▶ [Task item]: Only the lines below starting at the one that contains "let mut version = String::new();" and ending at the one that contains "os = caps[1].to_string();" are to be reproduced, exactly and with both ends kept.

======== Supplied data ========

//! Parser for `show version`.
//!
//! Produces a single Platform fact from the `<name> uptime is ...` line, with
//! OS, version and model as attributes. There is no table, so every other
//! non-noise line counts as residue.

use super::atoms::is_noise;
use super::{FactDraft, ParsedOutput};
use crate::facts::{Protocol, StateLabel};
use regex::Regex;
use std::sync::LazyLock;

/// `Cisco IOS XR Software, Version 7.5.2` or
/// `Cisco IOS Software, IOSv Software (VIOS-ADVENTERPRISEK9-M), Version 15.9(3)M2, RELEASE SOFTWARE (fc1)`
static SOFTWARE_RE: LazyLock<Regex> = LazyLock::new(|| {
    Regex::new(r"^Cisco (IOS XR|IOS XE|IOS)\b.*?Software.*?, Version ([^\s,]+)")
        .expect("valid software regex")
});

static UPTIME_RE: LazyLock<Regex> =
    LazyLock::new(|| Regex::new(r"^(\S+) uptime is (.+)$").expect("valid uptime regex"));

/// `cisco IOS-XRv 9000 () processor`, `Cisco IOSv (revision 1.0) with ...`
static MODEL_RE: LazyLock<Regex> = LazyLock::new(|| {
    Regex::new(r"^(?i:cisco) (.+?)\s*(?:\(.*)?\s+(?:processor|with)\b").expect("valid model regex")
});

pub fn parse(output: &str) -> ParsedOutput {
    let mut out = ParsedOutput::default();
    let mut os = String::new();
    let mut version = String::new();
    let mut model = String::new();
    let mut uptime: Option<(String, String)> = None;

    for line in output.lines() {
        if is_noise(line) {
            continue;
        }
        let trimmed = line.trim();

        if let Some(caps) = SOFTWARE_RE.captures(trimmed) {
            if os.is_empty() {
                os = caps[1].to_string();
                version = caps[2].to_string();
            }
            continue;
        }
        if let Some(caps) = UPTIME_RE.captures(trimmed) {
            if uptime.is_none() {
                uptime = Some((caps[1].to_string(), caps[2].trim().to_string()));
            }
            continue;
        }
        if model.is_empty() {
            if let Some(caps) = MODEL_RE.captures(trimmed) {
                model = caps[1].trim().to_string();
                continue;
            }
        }
        out.residue += 1;
    }

    if let Some((name, text)) = uptime {
        let subject = if name == "System" { "system".to_string() } else { name };
        let mut draft = FactDraft::new(Protocol::Platform, subject).with_state(StateLabel::Up, text.clone());
        draft.set("uptime", text);
        draft.set("os", os);
        draft.set("version", version);
        draft.set("model", model);
        out.drafts.push(draft);
    }

    out
}
//! Intent resolution - turns operator text into a capture plan.
//!
//! `RuleIntentResolver` is deterministic: the same text against the same
//! host set always yields the same intent. Three classes come out of it:
//!
//! - Close: the operator ends the session
//! - Capture: explicit `show ...` commands, or a symptom/protocol
//!   description mapped onto starter commands per host platform
//! - Clarify: nothing actionable, an unknown or unnamed host, or a
//!   command that would change device state

use crate::findings::FindingsBook;
use crate::trusted::TrustedCatalog;
use netriage_common::commands::{is_read_only, CommandFamily};
use netriage_common::{Device, Protocol, SessionState};
use std::sync::Arc;

const CLOSE_PHRASES: &[&str] = &[
    "close",
    "close session",
    "end session",
    "end triage",
    "done",
    "quit",
    "exit",
    "resolved",
    "that's all",
    "bye",
];

/// First words of commands that would change device state.
const MUTATING_VERBS: &[&str] = &[
    "clear", "conf", "configure", "reload", "debug", "undebug", "shutdown", "write", "copy",
    "delete", "commit", "rollback",
];

/// Keyword prefixes naming a tech bucket, in dispatch order.
const TECH_KEYWORDS: &[(&str, &[&str])] = &[
    ("bgp", &["bgp", "neighbor", "neighbour", "peer", "prefix"]),
    ("bfd", &["bfd"]),
    ("mpls", &["mpls", "lsp", "label", "ldp"]),
    ("srv6", &["srv6", "locator", "sid"]),
    ("interfaces", &["interface", "link", "port"]),
    ("platform", &["version", "uptime", "reload", "crash"]),
];

#[derive(Debug, Clone, Copy, PartialEq, Eq, Hash)]
pub enum Symptom {
    Flapping,
    Down,
}

impl Symptom {
    pub fn as_str(&self) -> &'static str {
        match self {
            Symptom::Flapping => "flapping",
            Symptom::Down => "down",
        }
    }
}

/// Commands for one host.
#[derive(Debug, Clone, PartialEq, Eq)]
pub struct CaptureTarget {
    pub host: String,
    pub commands: Vec<String>,
}

#[derive(Debug, Clone, PartialEq, Eq)]
pub enum Intent {
    Capture {
        targets: Vec<CaptureTarget>,
        symptoms: Vec<Symptom>,
        /// Protocols the operator's text implicates
        protocols: Vec<Protocol>,
    },
    Close,
    Clarify {
        question: String,
        suggestions: Vec<String>,
    },
}

/// Read-only view of the session a resolver works for.
#[derive(Debug, Clone, Copy)]
pub struct SessionView<'a> {
    pub state: SessionState,
    /// The session's target set
    pub devices: &'a [Device],
    pub findings: &'a FindingsBook,
}

pub trait IntentResolver: Send + Sync {
    fn resolve(&self, text: &str, session: &SessionView<'_>) -> Intent;
}

pub struct RuleIntentResolver {
    catalog: Arc<TrustedCatalog>,
}

impl RuleIntentResolver {
    pub fn new(catalog: Arc<TrustedCatalog>) -> Self {
        Self { catalog }
    }

    fn clarify(&self, question: String, text: &str, hosts: &[Device]) -> Intent {
        let platform = hosts
            .first()
            .map(|d| d.platform())
            .unwrap_or(netriage_common::Platform::Unknown);
        Intent::Clarify {
            question,
            suggestions: self.catalog.select_by_text(text, platform, 3),
        }
    }
}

========

▶ [Task answer]:
    let mut version = String::new();
    let mut model = String::new();
    let mut uptime: Option<(String, String)> = None;

    for line in output.lines() {
        if is_noise(line) {
            continue;
        }
        let trimmed = line.trim();

        if let Some(caps) = SOFTWARE_RE.captures(trimmed) {
            if os.is_empty() {
                os = caps[1].to_string();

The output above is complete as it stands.